E Lula, como símbolo desse mergulho cego no passado, posto sob a égide da "modernização", subiu à tona como um teste avassalador. Se ele vencer, a soberania popular prevalece e, com ela, a universalização da cidadania e o "voto popular" como vetor da evolução política.
Vemos, assim, formar-se um drama político, que mistura arcaico, moderno e ultramoderno. Trata-se de uma articulação explosiva. Na República Velha, o arcaico selecionava o moderno e amordaçava as vozes que gritavam por alguma espécie de esperança ou de desconfiança civil.
Nos dias que correm, não só Lula objetiva as impulsões de mudança social, procedentes de baixo; estes ostentam forças inconformistas e insurgentes e se organizam para vergar o arco que associa pseudo-social-democratas, pseudoliberais e conservadores intransigentes.
Ganhe ou não as eleições, Lula tornou-se um marco de referência histórica. É o primeiro político de origem humilde e operária que ascendeu, pela segunda vez, e não só representa: fala em nome do povo, com voz que traduz os interesses, os valores e as aspirações dos vários estratos dos despossuídos, desenraizados, dos trabalhadores do campo e da cidade, das camadas mais conscientes das classes médias baixas e dos radicais da pequena burguesia.
Os candidatos dos partidos da ordem, perfilhando um procedimento "esperto", padronizaram e centralizaram suas promessas eleitorais –educação, combate à miséria, ao desemprego, habitação, saneamento etc. Ouvindo-os ou lendo seus discursos, fica a impressão de que são homogeneamente pela reforma social. Eles são anzóis de pescar trouxas. Eleitos, deixarão tudo como está, já que aí se encontra a fonte de seu poder e de barganha eleitoral.
Com Lula isso não sucede.
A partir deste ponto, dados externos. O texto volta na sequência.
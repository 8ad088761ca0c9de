//! References to middlewares, interceptors and error handlers.
//!
//! A declaration either hands over a ready instance or names a type that is
//! materialized through the service provider at bootstrap.

use std::fmt;
use std::sync::Arc;

use hermes_core::di::{default_factory, downcast, get_from_container, Factory};
use hermes_core::{ContainerOptions, InjectionError, ServiceProvider, TargetId};
use hermes_middleware::{ErrorMiddleware, Interceptor, Middleware};

/// Builds an instance of a declared type.
pub type Resolver<T> =
    fn(Option<&dyn ServiceProvider>, ContainerOptions) -> Result<Arc<T>, InjectionError>;

/// An instance, or a type resolved through the container.
pub enum ComponentRef<T: ?Sized> {
    /// A ready instance.
    Instance(Arc<T>),
    /// A type materialized at bootstrap.
    Injected {
        /// The declared type.
        target: TargetId,
        /// Resolves the type.
        resolve: Resolver<T>,
    },
}

impl<T: ?Sized> ComponentRef<T> {
    /// Returns the instance, resolving it if needed.
    pub fn resolve(
        &self,
        provider: Option<&dyn ServiceProvider>,
        options: ContainerOptions,
    ) -> Result<Arc<T>, InjectionError> {
        match self {
            Self::Instance(instance) => Ok(Arc::clone(instance)),
            Self::Injected { resolve, .. } => resolve(provider, options),
        }
    }

    /// The declared type, for injected references.
    #[must_use]
    pub fn target(&self) -> Option<TargetId> {
        match self {
            Self::Instance(_) => None,
            Self::Injected { target, .. } => Some(*target),
        }
    }
}

impl<T: ?Sized> Clone for ComponentRef<T> {
    fn clone(&self) -> Self {
        match self {
            Self::Instance(instance) => Self::Instance(Arc::clone(instance)),
            Self::Injected { target, resolve } => Self::Injected {
                target: *target,
                resolve: *resolve,
            },
        }
    }
}

impl<T: ?Sized> fmt::Debug for ComponentRef<T> {
    fn fmt(&self, f: &mut fmt::Formatter<'_>) -> fmt::Result {
        match self {
            Self::Instance(_) => f.write_str("Instance(..)"),
            Self::Injected { target, .. } => f.debug_tuple("Injected").field(target).finish(),
        }
    }
}

/// Reference to a middleware.
pub type MiddlewareRef = ComponentRef<dyn Middleware>;
/// Reference to an interceptor.
pub type InterceptorRef = ComponentRef<dyn Interceptor>;
/// Reference to an error handler.
pub type ErrorHandlerRef = ComponentRef<dyn ErrorMiddleware>;

fn materialize<C: Send + Sync + 'static>(
    provider: Option<&dyn ServiceProvider>,
    options: ContainerOptions,
    factory: Option<Factory>,
) -> Result<Arc<C>, InjectionError> {
    let instance = get_from_container(provider, options, &TargetId::of::<C>(), factory)?;
    downcast::<C>(instance)
}

macro_rules! component_constructors {
    ($bound:ident) => {
        impl ComponentRef<dyn $bound> {
            /// Wraps an instance.
            pub fn instance<C: $bound>(instance: C) -> Self {
                Self::Instance(Arc::new(instance))
            }

            /// Declares `C`, taken from the container or built with `Default`.
            pub fn injected<C: $bound + Default>() -> Self {
                fn resolve<C: $bound + Default>(
                    provider: Option<&dyn ServiceProvider>,
                    options: ContainerOptions,
                ) -> Result<Arc<dyn $bound>, InjectionError> {
                    let instance: Arc<dyn $bound> =
                        materialize::<C>(provider, options, Some(default_factory::<C>))?;
                    Ok(instance)
                }
                Self::Injected {
                    target: TargetId::of::<C>(),
                    resolve: resolve::<C>,
                }
            }

            /// Declares `C`, which must be registered in the container.
            pub fn from_container<C: $bound>() -> Self {
                fn resolve<C: $bound>(
                    provider: Option<&dyn ServiceProvider>,
                    options: ContainerOptions,
                ) -> Result<Arc<dyn $bound>, InjectionError> {
                    let instance: Arc<dyn $bound> = materialize::<C>(provider, options, None)?;
                    Ok(instance)
                }
                Self::Injected {
                    target: TargetId::of::<C>(),
                    resolve: resolve::<C>,
                }
            }
        }

        impl<C: $bound> From<Arc<C>> for ComponentRef<dyn $bound> {
            fn from(instance: Arc<C>) -> Self {
                Self::Instance(instance)
            }
        }
    };
}

component_constructors!(Middleware);
component_constructors!(Interceptor);
component_constructors!(ErrorMiddleware);

#[cfg(test)]
mod tests {
    use super::*;
    use hermes_core::{Action, BoxFuture, Container, HttpError};

    #[derive(Default)]
    struct Counter {
        label: &'static str,
    }

    impl Middleware for Counter {
        fn name(&self) -> &str {
            self.label
        }

        fn handle<'a>(&'a self, _action: &'a mut Action) -> BoxFuture<'a, Result<(), HttpError>> {
            Box::pin(async { Ok(()) })
        }
    }

    #[test]
    fn test_instance_resolves_to_itself() {
        let reference = MiddlewareRef::instance(Counter { label: "given" });
        let resolved = reference.resolve(None, ContainerOptions::default()).unwrap();
        assert_eq!(resolved.name(), "given");
        assert!(reference.target().is_none());
    }

    #[test]
    fn test_injected_prefers_container() {
        let mut container = Container::new();
        container.register(Arc::new(Counter { label: "registered" }));
        let reference = MiddlewareRef::injected::<Counter>();

        let resolved = reference
            .resolve(Some(&container), ContainerOptions::default())
            .unwrap();
        assert_eq!(resolved.name(), "registered");
        assert_eq!(reference.target(), Some(TargetId::of::<Counter>()));
    }

    #[test]
    fn test_injected_falls_back_to_default() {
        let resolved = MiddlewareRef::injected::<Counter>()
            .resolve(Some(&Container::new()), ContainerOptions::default())
            .unwrap();
        assert_eq!(resolved.name(), "");
    }

    #[test]
    fn test_from_container_requires_registration() {
        let reference = MiddlewareRef::from_container::<Counter>();
        assert!(reference
            .resolve(Some(&Container::new()), ContainerOptions::default())
            .is_err());
    }
}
Ele aprendeu com suor, sangue e lágrimas a necessidade vital dos sonhos e esperanças do povo. E por trás dele estão o PT e seus aliados, que abjurariam a mutação de forças sociais saídas das massas anômicas e das classes trabalhadoras. O símbolo possui consistência e delimita o grau de liberdade que o candidato desfruta, como pessoa e como político.
Suas promessas eleitorais são imposições de uma situação histórica que clama por alteração profunda. Se puderem ser colhidas por meio de eleições, tanto melhor. Caso contrário, mais cedo ou mais tarde elas se resolverão por outras vias.
Na verdade, o Brasil se aproxima do momento decisivo no qual a alternativa é clara: democracia autêntica, como etapa de uma evolução de média duração, ou revolução. Há certa ambiguidade entre o que Lula significa e o clamor das massas populares e dos assalariados.
Acima dessa ambiguidade, todavia, vem o peso daqueles para os quais atingimos um ponto no qual as coisas não poderão continuar como estão. Nessa confluência, Lula é um indicador das potencialidades democráticas da sociedade brasileira e da velocidade dos conflitos que já são visíveis ou operam de modo latente.
Os últimos são mais potentes. Fraturam a sociedade sem que os donos do poder percebam. As implicações políticas das propostas eleitorais de Lula fundem os dois tipos de conflito e permitem um avanço histórico que, ao eclodir, oferece um respiro aos que se iludem ao pensar que poderão manter tão larga parte do nosso antigo regime quando tão vasta parte dos que sofrem a repudiam e querem construir uma nova sociedade. Lula compreendeu a essência dessa realidade dramática e bate-se por sua superação.